Sent from my iPhone using Tapatalk
 
I would like to take a moment and compare what is described above as a rec dive done without a plan with the kind of sophisticated planning typically done with one kind of tech diving--cave diving. Let's see if we can highlight the difference.

Rec dive without a plan: The diver dives in the intended direction until either the pressure gauge indicates it is time to head for the surface or the computer indicates the diver has gotten close to the NDL for that dive. The diver usually does a safety stop at a prescribed depth for a prescribed amount of time.

Typical Well-planned cave dive: The diver dives in the intended direction until either the pressure gauge indicates it is time to return to the cave entrance. Nearing the entrance, the computer indicates if the diver needs to do a decompression stop for a specific amount of time or simply a safety stop at a prescribed depth for a prescribed amount of time.

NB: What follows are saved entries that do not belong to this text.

//! Etsy API errors and status classification

/// Coarse class of a failed Etsy response, used for logging and for the
/// message returned to MCP clients.
#[derive(Debug, Clone, Copy, PartialEq, Eq)]
pub enum ErrorClassification {
    /// 429: back off and retry later
    RateLimited,
    /// 401/403: token missing, expired or lacking scope
    Unauthorized,
    /// Other 4xx: the request itself is wrong
    Client,
    /// 5xx: Etsy-side failure
    Server,
}

impl ErrorClassification {
    pub fn label(&self) -> &'static str {
        match self {
            ErrorClassification::RateLimited => "rate_limited",
            ErrorClassification::Unauthorized => "unauthorized",
            ErrorClassification::Client => "client",
            ErrorClassification::Server => "server",
        }
    }
}

/// Classify a non-success HTTP status.
pub fn classify_status(status: u16) -> ErrorClassification {
    match status {
        429 => ErrorClassification::RateLimited,
        401 | 403 => ErrorClassification::Unauthorized,
        500..=599 => ErrorClassification::Server,
        _ => ErrorClassification::Client,
    }
}

#[derive(Debug, thiserror::Error)]
pub enum Error {
    /// No response: DNS, connect, TLS or timeout failure
    #[error("no response from Etsy API: {0}")]
    Http(String),

    #[error("Etsy API error ({status}, {}): {body}", .classification.label())]
    Api {
        status: u16,
        classification: ErrorClassification,
        body: String,
    },

    #[error("unexpected Etsy API response: {0}")]
    Decode(String),

    #[error("invalid request: {0}")]
    InvalidRequest(String),
}

impl Error {
    pub fn classification(&self) -> Option<ErrorClassification> {
        match self {
            Error::Api { classification, .. } => Some(*classification),
            _ => None,
        }
    }
}

pub type Result<T> = std::result::Result<T, Error>;

#[cfg(test)]
mod tests {
    use super::*;

    #[test]
    fn classify_rate_limit() {
        assert_eq!(classify_status(429), ErrorClassification::RateLimited);
    }

    #[test]
    fn classify_auth_failures() {
        assert_eq!(classify_status(401), ErrorClassification::Unauthorized);
        assert_eq!(classify_status(403), ErrorClassification::Unauthorized);
    }

    #[test]
    fn classify_client_and_server_errors() {
        assert_eq!(classify_status(400), ErrorClassification::Client);
        assert_eq!(classify_status(404), ErrorClassification::Client);
        assert_eq!(classify_status(500), ErrorClassification::Server);
        assert_eq!(classify_status(503), ErrorClassification::Server);
    }

    #[test]
    fn api_error_display_includes_status_class_and_body() {
        let err = Error::Api {
            status: 429,
            classification: ErrorClassification::RateLimited,
            body: "slow down".into(),
        };
        assert_eq!(
            err.to_string(),
            "Etsy API error (429, rate_limited): slow down"
        );
        assert_eq!(err.classification(), Some(ErrorClassification::RateLimited));
    }

    #[test]
    fn transport_errors_have_no_classification() {
        assert_eq!(Error::Http("refused".into()).classification(), None);
    }
}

I hope everyone can see the significance of the difference between the two.
 
I picked the second to last option. For local dives we do a real basic plan of the direction we'll dive, and a reconfirm of turn around due to air, nodeco, or being cold.
 
It depends on the dive.

Shallow Photography I'll go until I get bored or the SD card is getting full.

30m wreck dive I'll put more consideration into the dive.
 
boulderjohn, that's a little disingenous. You know that the diver doing the cave dive has planned his gas by looking at the depth contour of the cave, has a pretty shrewd idea of how long the dive is going to last, and has also planned what the deco is going to be before he gets in the water. It's a bit more than swim until you hit your gas limits and turn around and do what the computer tells you to do for a safety stop, don't you think?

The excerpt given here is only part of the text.